Hepimizin sakladığı özel eşyalar vardır. Kitap arasında kurutulmuş bir gül, sevgiliden gelen bir mektup, kazanılan ilk banknot, dedemizden kalan bir kol saati, aslında kişisel müzemizin parçaları. Sıradan ama bizim yüklediğimiz değerle sıra dışı role bürünen nesneler sanatın temel amacı olan sanatçı ile izleyici arasında iletişimin önemini bize anlatıyor. Müzeler de tüm insanlığın hafızasını koruyan, aynı zamanda da sürekli sanatın sağladığı iletişimi yaşamamıza imkan veren yerler. Bu iletişimin şekli ve metodu zamanla her şey gibi evriliyor, bazen elimizde taşıdığımız marka bir çanta, belki de artık kolumuza kazıyacağımız bir Rembrandt portresi...
Rembrandt’ın yaşadığı ve sonradan müze haline getirilen Rembrandthuis.
Rembrant’ın çizimleri dövme olarak uygulanacak.

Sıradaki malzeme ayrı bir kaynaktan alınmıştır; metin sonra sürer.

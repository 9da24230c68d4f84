//! Desktop notification delivery.
//!
//! [`Notifier`] is the seam between the dispatcher and the operating system.
//! [`DesktopNotifier`] talks to the platform notification service through
//! `notify-rust`; [`RecordingNotifier`] keeps requests in memory.

use std::sync::{Arc, Mutex};

use notify_rust::Notification;
#[cfg(all(unix, not(target_os = "macos")))]
use notify_rust::{Hint, Timeout};
use thiserror::Error;
use tracing::{debug, warn};

use crate::types::NotificationRequest;

/// Application name shown by the notification service.
pub const APP_NAME: &str = "listen-monitor";

/// How long a freedesktop notification stays up before the server closes it.
pub const NOTIFICATION_TIMEOUT_MS: u32 = 10_000;

/// Errors that can occur while delivering a notification.
#[derive(Error, Debug, Clone, PartialEq, Eq)]
pub enum NotifyError {
    /// The platform notification service rejected or never received the request.
    #[error("failed to deliver notification: {0}")]
    Delivery(String),
}

/// Something that can surface a [`NotificationRequest`] to the user.
pub trait Notifier: Send + Sync {
    /// Delivers one notification. Fire-and-forget: returns once the request
    /// has been handed to the notification service.
    ///
    /// # Errors
    ///
    /// Returns [`NotifyError::Delivery`] when the request cannot be delivered.
    fn notify(&self, request: &NotificationRequest) -> Result<(), NotifyError>;
}

impl<N: Notifier + ?Sized> Notifier for Arc<N> {
    fn notify(&self, request: &NotificationRequest) -> Result<(), NotifyError> {
        (**self).notify(request)
    }
}

/// Notifier backed by the operating system notification service.
#[derive(Debug, Clone, Default)]
pub struct DesktopNotifier;

impl DesktopNotifier {
    /// Creates a desktop notifier.
    #[must_use]
    pub fn new() -> Self {
        Self
    }
}

impl Notifier for DesktopNotifier {
    fn notify(&self, request: &NotificationRequest) -> Result<(), NotifyError> {
        let notification = build_notification(request);

        debug!(
            summary = %notification.summary,
            activation_target = ?request.activation_target,
            "Showing desktop notification"
        );

        show(notification, request.activation_target.clone())
    }
}

/// Summary line carrying both title and subtitle, for notification services
/// without a subtitle field (`"Ruby - Programming Language"`).
#[must_use]
pub fn summary_with_subtitle(request: &NotificationRequest) -> String {
    let title = request.title.as_deref().unwrap_or(APP_NAME);
    match &request.subtitle {
        Some(subtitle) => format!("{title} - {subtitle}"),
        None => title.to_string(),
    }
}

/// Builds a freedesktop notification.
///
/// The subtitle is folded into the summary. The notification is transient
/// with an explicit timeout so the server closes it and the thread waiting
/// for its action can exit.
#[cfg(all(unix, not(target_os = "macos")))]
fn build_notification(request: &NotificationRequest) -> Notification {
    let mut notification = Notification::new();
    notification
        .appname(APP_NAME)
        .summary(&summary_with_subtitle(request))
        .body(&request.message)
        .hint(Hint::Transient(true))
        .timeout(Timeout::Milliseconds(NOTIFICATION_TIMEOUT_MS));

    if request.activation_target.is_some() {
        notification.action("default", "Open");
    }

    notification
}

/// Builds a notification for platforms with a native subtitle.
#[cfg(not(all(unix, not(target_os = "macos"))))]
fn build_notification(request: &NotificationRequest) -> Notification {
    let mut notification = Notification::new();
    notification
        .appname(APP_NAME)
        .summary(request.title.as_deref().unwrap_or(APP_NAME))
        .body(&request.message);

    if let Some(subtitle) = &request.subtitle {
        notification.subtitle(subtitle);
    }

    notification
}

/// Shows the notification and, on freedesktop systems, opens the activation
/// target when the user clicks it.
#[cfg(all(unix, not(target_os = "macos")))]
fn show(notification: Notification, target: Option<String>) -> Result<(), NotifyError> {
    let Some(target) = target else {
        return notification
            .show()
            .map(|_| ())
            .map_err(|e| NotifyError::Delivery(e.to_string()));
    };

    let (result_tx, result_rx) = std::sync::mpsc::channel();

    // wait_for_action blocks until the notification is closed or times out,
    // so the handle lives on its own thread and only the delivery result
    // comes back
    std::thread::spawn(move || match notification.show() {
        Ok(handle) => {
            let _ = result_tx.send(Ok(()));
            handle.wait_for_action(|action| {
                if action == "default" {
                    open_target(&target);
                }
            });
        }
        Err(e) => {
            let _ = result_tx.send(Err(NotifyError::Delivery(e.to_string())));
        }
    });

    result_rx
        .recv()
        .map_err(|_| NotifyError::Delivery("notification thread exited".to_string()))?
}

/// Shows the notification. Activation targets are not supported by the
/// notification backend on this platform and are only logged.
#[cfg(not(all(unix, not(target_os = "macos"))))]
fn show(notification: Notification, target: Option<String>) -> Result<(), NotifyError> {
    if let Some(target) = target {
        debug!(%target, "Activation target not supported on this platform");
    }

    notification
        .show()
        .map(|_| ())
        .map_err(|e| NotifyError::Delivery(e.to_string()))
}

#[cfg(all(unix, not(target_os = "macos")))]
fn open_target(target: &str) {
    if let Err(e) = open::that(target) {
        warn!(%target, error = %e, "Failed to open activation target");
    }
}

/// Notifier that records every request instead of showing it.
///
/// Clones share the same record. Can be switched into a failing mode to
/// exercise delivery errors.
#[derive(Debug, Clone, Default)]
pub struct RecordingNotifier {
    sent: Arc<Mutex<Vec<NotificationRequest>>>,
    failure: Option<String>,
}

impl RecordingNotifier {
    /// Creates a notifier that accepts every request.
    #[must_use]
    pub fn new() -> Self {
        Self::default()
    }

    /// Creates a notifier that rejects every request with `reason`.
    #[must_use]
    pub fn failing(reason: impl Into<String>) -> Self {
        Self {
            sent: Arc::default(),
            failure: Some(reason.into()),
        }
    }

    /// Returns a copy of the requests accepted so far.
    #[must_use]
    pub fn sent(&self) -> Vec<NotificationRequest> {
        match self.sent.lock() {
            Ok(guard) => guard.clone(),
            Err(poisoned) => poisoned.into_inner().clone(),
        }
    }
}

impl Notifier for RecordingNotifier {
    fn notify(&self, request: &NotificationRequest) -> Result<(), NotifyError> {
        if let Some(reason) = &self.failure {
            warn!(%reason, "Rejecting notification");
            return Err(NotifyError::Delivery(reason.clone()));
        }

        let mut guard = match self.sent.lock() {
            Ok(guard) => guard,
            Err(poisoned) => poisoned.into_inner(),
        };
        guard.push(request.clone());
        Ok(())
    }
}

#[cfg(test)]
mod tests {
    use super::*;

    #[test]
    fn recording_notifier_keeps_requests_in_order() {
        let notifier = RecordingNotifier::new();
        notifier.notify(&NotificationRequest::new("first")).unwrap();
        notifier
            .notify(&NotificationRequest::new("second").with_title("t"))
            .unwrap();

        let sent = notifier.sent();
        assert_eq!(sent.len(), 2);
        assert_eq!(sent[0].message, "first");
        assert_eq!(sent[1].title.as_deref(), Some("t"));
    }

    #[test]
    fn recording_notifier_clones_share_state() {
        let notifier = RecordingNotifier::new();
        let clone = notifier.clone();
        clone.notify(&NotificationRequest::new("hi")).unwrap();

        assert_eq!(notifier.sent().len(), 1);
    }

    #[test]
    fn failing_notifier_rejects() {
        let notifier = RecordingNotifier::failing("no notification daemon");
        let err = notifier.notify(&NotificationRequest::new("hi")).unwrap_err();

        assert_eq!(err, NotifyError::Delivery("no notification daemon".to_string()));
        assert!(notifier.sent().is_empty());
    }

    #[test]
    fn arc_notifier_delegates() {
        let inner = RecordingNotifier::new();
        let shared: Arc<dyn Notifier> = Arc::new(inner.clone());
        shared.notify(&NotificationRequest::new("hi")).unwrap();

        assert_eq!(inner.sent().len(), 1);
    }

    #[test]
    fn summary_includes_subtitle() {
        let request = NotificationRequest::new("Hello World")
            .with_title("Ruby")
            .with_subtitle("Programming Language");
        assert_eq!(summary_with_subtitle(&request), "Ruby - Programming Language");
    }

    #[test]
    fn summary_without_subtitle_is_title() {
        let request = NotificationRequest::new("Hello World").with_title("Ruby");
        assert_eq!(summary_with_subtitle(&request), "Ruby");
    }

    #[test]
    fn summary_falls_back_to_app_name() {
        let request = NotificationRequest::new("Hello World").with_subtitle("sub");
        assert_eq!(summary_with_subtitle(&request), "listen-monitor - sub");

        let bare = NotificationRequest::new("Hello World");
        assert_eq!(summary_with_subtitle(&bare), APP_NAME);
    }

    #[cfg(all(unix, not(target_os = "macos")))]
    #[test]
    fn freedesktop_notification_is_transient_with_timeout() {
        let request = NotificationRequest::new("Hello World")
            .with_title("Ruby")
            .with_subtitle("Programming Language")
            .with_activation_target("file:///tmp/x/new.txt");

        let notification = build_notification(&request);

        assert_eq!(notification.summary, "Ruby - Programming Language");
        assert_eq!(notification.body, "Hello World");
        assert!(notification.hints.contains(&Hint::Transient(true)));
        assert_eq!(
            notification.timeout,
            Timeout::Milliseconds(NOTIFICATION_TIMEOUT_MS)
        );
        assert!(notification.actions.contains(&"default".to_string()));
    }

    #[cfg(all(unix, not(target_os = "macos")))]
    #[test]
    fn freedesktop_notification_without_target_has_no_action() {
        let notification = build_notification(&NotificationRequest::new("Hello World"));

        assert_eq!(notification.summary, APP_NAME);
        assert!(notification.actions.is_empty());
    }

    #[test]
    fn notify_error_display() {
        let err = NotifyError::Delivery("org.freedesktop.Notifications not found".to_string());
        assert_eq!(
            err.to_string(),
            "failed to deliver notification: org.freedesktop.Notifications not found"
        );
    }
}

Refik Anadol’un MoMA’daki “Unsupervised” eseri.
Sanatla modanın buluşması
Sanatı vücudumuzda olmasa da üzerimizde taşıma fikri yıllar öncesine dayanıyor. 1965 yılında Fransız modacı Yves Saint Laurent Hollandalı sanatçı Piet Mondrian’ın geometrik çizgilerini ve pastel renklerini dizaynına yansıtarak modada Mondrian Devrimi denen bir akım yarattı. 2000’li yıllarda bu akım tekrar bir rönesans yaşadı. Sanatın modayla evliliğinin en başarılı örneklerinden birini Louis Vuitton gerçekleştirdi. Sanatçının Takashi Murakami ile beraber işbirliği sonucu ortaya çıkan “Multicolor Monogram” koleksiyonu büyük ilgi gördü. Murakami ile 2003’de başlayan ortaklık 2015’e kadar devam etti. Bu yıl ise Yayoi Kusama ile yeni bir sinerji yakalayan Louis Vuitton, New York’taki ana mağazasında sanatçının “Infinity Mirror Room” sergisine yer verdi. Tek örnek Louis Vuitton değil. Bir başka lüks moda markası Alexander McQueen sanatçı Damien Hirst ile iş birliğine giderek Hirst’ün sıra dışı tarzını yansıtan eşarp ve elbiselerden oluşan bir koleksiyon çıkardı. Müzeler artık tarihteki ilk kuruluş amaçlarına göz kırparak moda ve sanat felsefesinin tartışıldığı toplanma yerleri haline geliyor.
Koleksiyondan müzeye
Antik Yunan zamanında ‘Musesler’ için yapılan tapınaklara ‘mouseion’ denirdi. Felsefe ve bilim konuşulan, düşünmek için kullanılan yerlerdi. Latincede ‘museum’ olan bu kelime Romalılar ile birlikte literatüre geçti. Tarihsel süreç dünyanın farklı köşelerinde dallanıp budaklanarak ilerliyor ancak her ne kadar zor olsa da bir genelleme yapmaya çalışırsak diyebiliriz ki başta özel koleksiyonlar, hükümdarların kendi himayelerinde tuttuğu ilgi çekici eserler, 18. yüzyıldan itibaren halka açılıyor. 1759’da British Museum, 1793’de Louvre Müzesi ile modern anlamda anladığımız müze kavramı hayat buluyor.
Pandemide inovasyon dönemi
Her konuda olduğu gibi pandemi dönemi müzeleri de varoluşsal bir krizin içine sürükledi. Ancak bu krizi fırsata çevirmek de mümkün. Amerika’nın Kaliforniya Eyaleti’ndeki USC Pasifik Asya Müzesi Müdürü Bethany Montagano verdiği bir röportajda fiziksel olarak ziyaretçi kabul edilemiyor oluşunun müzeleri yaratıcı çözümler üretmeye ittiğini söylüyor. 3D turlar ve çevrimiçi ziyaretler ile aslında daha büyük kitlelere ulaşıldığının ve müzelerin daha demokratikleştiğinin altını çiziyor.